Mesmo com o último corte de um ponto percentual na taxa básica de juros (Selic), atualmente fixada em 8,25% ao ano, a taxa de juros real, quando descontada a inflação do período – 2,46% de acordo com o IPCA –, alcança o patamar de 6% ao ano, e segue como uma das maiores do mundo. Com uma queda ainda insuficiente, o presidente do Banco Central, Ilan Goldfajn, já anuncia redução na velocidade dos cortes, de modo a não comprometer a lucratividade do setor financeiro.

“O governo tem compromissos com o ganho do capital. A política monetária está muito casada com o projeto de desenvolvimento. O que nós vemos é um projeto de desnacionalização, venda de patrimônio, de entrega de todos os instrumentos básicos para o desenvolvimento, e a manutenção dos ganhos do capital. Tudo isso serve a um projeto que, certamente, não é um projeto nacional, mas sim absolutamente excludente e concentrador. É um projeto em que não cabem todos os brasileiros”, analisa a pesquisadora do Dieese.

Desemprego

A queda no desemprego também é relativizada pela economista. Patrícia destaca que a redução de 13,6% para 12,8%, segundo o IBGE, se deu em função do crescimento da informalidade, e que habitualmente, a taxa de desocupação apresenta recuo no segundo trimestre do ano. Os empregos com carteira ficaram estáveis, e a redução se deveu ao aumento das contratações sem registro e dos trabalhadores autônomos.
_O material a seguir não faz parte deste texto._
//! Reservation hold state machine.
//!
//! ```text
//! (none) ──reserve──▶ active ──confirm──▶ confirmed
//!                       │
//!                       ├──release(cause=released)──▶ released
//!                       └──release(cause=expired)───▶ expired
//! ```
//!
//! Terminal states never transition again. Releasing a terminal hold is a
//! no-op so that timers, manual syncs and cart removals can race freely.

use chrono::{DateTime, Duration, Utc};
use serde::{Deserialize, Serialize};

use tilestock_core::{
    CartSessionId, DomainError, DomainResult, LocationId, OrderId, ProductId, ReservationId,
    UserId,
};

use crate::record::RecordKey;

#[derive(Debug, Clone, Copy, PartialEq, Eq, Hash, Serialize, Deserialize)]
#[serde(rename_all = "snake_case")]
pub enum ReservationStatus {
    Active,
    Confirmed,
    Released,
    Expired,
}

impl ReservationStatus {
    pub fn is_terminal(self) -> bool {
        !matches!(self, ReservationStatus::Active)
    }

    pub fn as_str(self) -> &'static str {
        match self {
            ReservationStatus::Active => "active",
            ReservationStatus::Confirmed => "confirmed",
            ReservationStatus::Released => "released",
            ReservationStatus::Expired => "expired",
        }
    }
}

/// Why a hold is being let go.
#[derive(Debug, Clone, Copy, PartialEq, Eq, Serialize, Deserialize)]
#[serde(rename_all = "snake_case")]
pub enum ReleaseCause {
    /// Cart removal or cancellation.
    Released,
    /// Hold window elapsed.
    Expired,
}

impl ReleaseCause {
    pub fn target_status(self) -> ReservationStatus {
        match self {
            ReleaseCause::Released => ReservationStatus::Released,
            ReleaseCause::Expired => ReservationStatus::Expired,
        }
    }
}

/// Who the hold is for. At least one of session, order or user must be set.
#[derive(Debug, Clone, Default, PartialEq, Eq, Serialize, Deserialize)]
pub struct ReservationHolder {
    pub cart_session_id: Option<CartSessionId>,
    pub order_id: Option<OrderId>,
    pub user_id: Option<UserId>,
    /// Price shown to the shopper when the hold was taken (cents).
    pub unit_price: Option<i64>,
}

impl ReservationHolder {
    pub fn cart(session: CartSessionId) -> Self {
        Self {
            cart_session_id: Some(session),
            ..Self::default()
        }
    }

    pub fn with_user(mut self, user_id: Option<UserId>) -> Self {
        self.user_id = user_id;
        self
    }

    pub fn with_order(mut self, order_id: Option<OrderId>) -> Self {
        self.order_id = order_id;
        self
    }

    pub fn with_unit_price(mut self, unit_price: Option<i64>) -> Self {
        self.unit_price = unit_price;
        self
    }

    fn is_anonymous(&self) -> bool {
        self.cart_session_id.is_none() && self.order_id.is_none() && self.user_id.is_none()
    }
}

#[derive(Debug, Clone, PartialEq, Eq, Serialize, Deserialize)]
pub struct StockReservation {
    pub id: ReservationId,
    pub product_id: ProductId,
    pub location_id: LocationId,
    pub quantity: i64,
    #[serde(flatten)]
    pub holder: ReservationHolder,
    pub status: ReservationStatus,
    pub reserved_at: DateTime<Utc>,
    pub expires_at: DateTime<Utc>,
    pub released_at: Option<DateTime<Utc>>,
    pub confirmed_at: Option<DateTime<Utc>>,
}

impl StockReservation {
    /// Open a new `active` hold.
    pub fn open(
        product_id: ProductId,
        location_id: LocationId,
        quantity: i64,
        holder: ReservationHolder,
        ttl: Duration,
        now: DateTime<Utc>,
    ) -> DomainResult<Self> {
        if quantity <= 0 {
            return Err(DomainError::validation("reservation quantity must be positive"));
        }
        if ttl <= Duration::zero() {
            return Err(DomainError::validation("reservation ttl must be positive"));
        }
        if holder.is_anonymous() {
            return Err(DomainError::validation(
                "reservation needs a cart session, order or user",
            ));
        }
        if matches!(holder.unit_price, Some(p) if p < 0) {
            return Err(DomainError::validation("unit price cannot be negative"));
        }

        Ok(Self {
            id: ReservationId::new(),
            product_id,
            location_id,
            quantity,
            holder,
            status: ReservationStatus::Active,
            reserved_at: now,
            expires_at: now + ttl,
            released_at: None,
            confirmed_at: None,
        })
    }

    pub fn key(&self) -> RecordKey {
        RecordKey::new(self.product_id, self.location_id)
    }

    pub fn is_active(&self) -> bool {
        self.status == ReservationStatus::Active
    }

    /// Active and past its hold window.
    pub fn is_expired_at(&self, now: DateTime<Utc>) -> bool {
        self.is_active() && self.expires_at < now
    }

    pub fn belongs_to_session(&self, session: &CartSessionId) -> bool {
        self.holder.cart_session_id.as_ref() == Some(session)
    }

    /// `active → confirmed`. Expired or terminal holds are `InvalidState`.
    pub fn confirm(&self, now: DateTime<Utc>) -> DomainResult<Self> {
        if self.status.is_terminal() {
            return Err(DomainError::invalid_state(format!(
                "reservation {} is {}, not active",
                self.id,
                self.status.as_str()
            )));
        }
        if self.is_expired_at(now) {
            return Err(DomainError::invalid_state(format!(
                "reservation {} expired at {}",
                self.id, self.expires_at
            )));
        }
        Ok(Self {
            status: ReservationStatus::Confirmed,
            confirmed_at: Some(now),
            ..self.clone()
        })
    }

    /// `active → released | expired`.
    ///
    /// Returns `None` when the hold is already terminal: the caller treats
    /// that as a successful no-op.
    pub fn release(&self, cause: ReleaseCause, now: DateTime<Utc>) -> Option<Self> {
        if self.status.is_terminal() {
            return None;
        }
        Some(Self {
            status: cause.target_status(),
            released_at: Some(now),
            ..self.clone()
        })
    }
}

#[cfg(test)]
mod tests {
    use super::*;

    fn holder() -> ReservationHolder {
        ReservationHolder::cart(CartSessionId::new("cart-1").unwrap())
    }

    fn open(now: DateTime<Utc>) -> StockReservation {
        StockReservation::open(
            ProductId::new(),
            LocationId::new(),
            3,
            holder(),
            Duration::minutes(15),
            now,
        )
        .unwrap()
    }

    #[test]
    fn open_sets_expiry_from_ttl() {
        let now = Utc::now();
        let r = open(now);
        assert_eq!(r.status, ReservationStatus::Active);
        assert_eq!(r.expires_at, now + Duration::minutes(15));
    }

    #[test]
    fn open_rejects_bad_input() {
        let now = Utc::now();
        let p = ProductId::new();
        let l = LocationId::new();
        let ttl = Duration::minutes(1);
        assert!(StockReservation::open(p, l, 0, holder(), ttl, now).is_err());
        assert!(StockReservation::open(p, l, 1, holder(), Duration::zero(), now).is_err());
        assert!(
            StockReservation::open(p, l, 1, ReservationHolder::default(), ttl, now).is_err()
        );
    }

    #[test]
    fn confirm_is_only_valid_from_active() {
        let now = Utc::now();
        let confirmed = open(now).confirm(now).unwrap();
        assert_eq!(confirmed.status, ReservationStatus::Confirmed);
        assert!(matches!(
            confirmed.confirm(now),
            Err(DomainError::InvalidState(_))
        ));
    }

    #[test]
    fn confirm_after_expiry_is_invalid_state() {
        let now = Utc::now();
        let r = open(now);
        let later = now + Duration::minutes(16);
        assert!(r.is_expired_at(later));
        assert!(matches!(r.confirm(later), Err(DomainError::InvalidState(_))));
    }

    #[test]
    fn release_is_a_noop_once_terminal() {
        let now = Utc::now();
        let released = open(now).release(ReleaseCause::Released, now).unwrap();
        assert_eq!(released.status, ReservationStatus::Released);
        assert!(released.release(ReleaseCause::Expired, now).is_none());

        let confirmed = open(now).confirm(now).unwrap();
        assert!(confirmed.release(ReleaseCause::Released, now).is_none());
    }

    #[test]
    fn expiry_is_strictly_after_expires_at() {
        let now = Utc::now();
        let r = open(now);
        assert!(!r.is_expired_at(r.expires_at));
        assert!(r.is_expired_at(r.expires_at + Duration::milliseconds(1)));
    }
}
“O que estamos vendo é que esse desemprego é persistente e de longa duração”, diz a economista. Estudo realizado em parceria entre a Fundação Seade e o Dieese revelou que a busca por emprego, em São Paulo, dura em média 43 semanas. Em Salvador, a procura por recolocação pode levar mais de um ano. Patrícia destaca que, por conta dessa longa duração, muitas pessoas desistem de buscar uma ocupação, o que pode ter reflexos no índice de desemprego.

Para que exista uma reação mais robusta do emprego, é necessário investimento, o que não vem ocorrendo, frisam os economistas. No mesmo índice do IBGE que registrou o avanço do PIB, a formação bruta de capital fixo (investimento das empresas) registrou queda de 0,7.
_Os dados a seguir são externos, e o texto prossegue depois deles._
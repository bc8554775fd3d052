//! Post-commit change notification.
//!
//! Observers run after the store has committed and cannot veto or roll back a
//! change. A failing observer is logged and skipped.

use std::sync::{Arc, RwLock};

use tracing::warn;
use uuid::Uuid;

use tilestock_events::{Event, EventBus, EventEnvelope};
use tilestock_inventory::StockEvent;

pub trait StockObserver: Send + Sync {
    fn on_stock_event(&self, event: &StockEvent);
}

/// Fan-out to every registered observer.
#[derive(Clone, Default)]
pub struct StockNotifier {
    observers: Arc<RwLock<Vec<Arc<dyn StockObserver>>>>,
}

impl core::fmt::Debug for StockNotifier {
    fn fmt(&self, f: &mut core::fmt::Formatter<'_>) -> core::fmt::Result {
        let count = self.observers.read().map(|o| o.len()).unwrap_or(0);
        f.debug_struct("StockNotifier")
            .field("observers", &count)
            .finish()
    }
}

impl StockNotifier {
    pub fn new() -> Self {
        Self::default()
    }

    pub fn subscribe(&self, observer: Arc<dyn StockObserver>) {
        match self.observers.write() {
            Ok(mut observers) => observers.push(observer),
            Err(_) => warn!("observer list poisoned; subscription dropped"),
        }
    }

    pub fn notify(&self, events: &[StockEvent]) {
        if events.is_empty() {
            return;
        }
        let observers = match self.observers.read() {
            Ok(o) => o.clone(),
            Err(_) => {
                warn!(events = events.len(), "observer list poisoned; notifications dropped");
                return;
            }
        };
        for event in events {
            for observer in &observers {
                observer.on_stock_event(event);
            }
        }
    }
}

/// Publishes every notification onto an event bus as an [`EventEnvelope`].
#[derive(Debug)]
pub struct BusObserver<B> {
    bus: B,
}

impl<B> BusObserver<B> {
    pub fn new(bus: B) -> Self {
        Self { bus }
    }
}

impl<B> StockObserver for BusObserver<B>
where
    B: EventBus<EventEnvelope<StockEvent>>,
{
    fn on_stock_event(&self, event: &StockEvent) {
        let key = event.stream();
        let envelope = EventEnvelope::new(
            Uuid::now_v7(),
            event.event_type(),
            key.product_id,
            key.location_id,
            event.sequence(),
            event.clone(),
        );
        if let Err(err) = self.bus.publish(envelope) {
            warn!(
                event_type = event.event_type(),
                record = %key,
                error = ?err,
                "failed to publish stock event"
            );
        }
    }
}
use anyhow::Context;

use tilestock_infra::{InventoryConfig, InventoryService};

const BIND_ADDR_VAR: &str = "TILESTOCK_BIND_ADDR";
const DEFAULT_BIND_ADDR: &str = "0.0.0.0:8080";

#[tokio::main]
async fn main() -> anyhow::Result<()> {
    tilestock_observability::init();

    let config = InventoryConfig::from_env().context("invalid inventory configuration")?;
    let sweep_interval = config.sweep_interval;
    let service = InventoryService::in_memory(config);

    let sweeper = service
        .sweeper()
        .spawn(sweep_interval)
        .context("failed to start expiry sweeper")?;

    let bind_addr =
        std::env::var(BIND_ADDR_VAR).unwrap_or_else(|_| DEFAULT_BIND_ADDR.to_string());
    let listener = tokio::net::TcpListener::bind(&bind_addr)
        .await
        .with_context(|| format!("failed to bind {bind_addr}"))?;

    tracing::info!(
        addr = %listener.local_addr()?,
        sweep_interval_secs = sweep_interval.as_secs(),
        "listening"
    );

    let app = tilestock_api::app::build_app(service);
    axum::serve(listener, app)
        .with_graceful_shutdown(async {
            let _ = tokio::signal::ctrl_c().await;
        })
        .await
        .context("server error")?;

    tokio::task::spawn_blocking(move || sweeper.shutdown())
        .await
        .context("expiry sweeper shutdown")?;
    tracing::info!("shut down");
    Ok(())
}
“O emprego e a renda sempre reagem depois, pois tem um tempo de maturação dos investimentos. Mas se nós não conseguimos enxergar uma retomada dos investimentos, então, a do emprego fica ainda mais distante. Não tem como melhorar o mercado de trabalho e a renda se não tiver crescimento substancial. Pode até ter crescimento econômico sem emprego, mas não o contrário”, conclui Patrícia.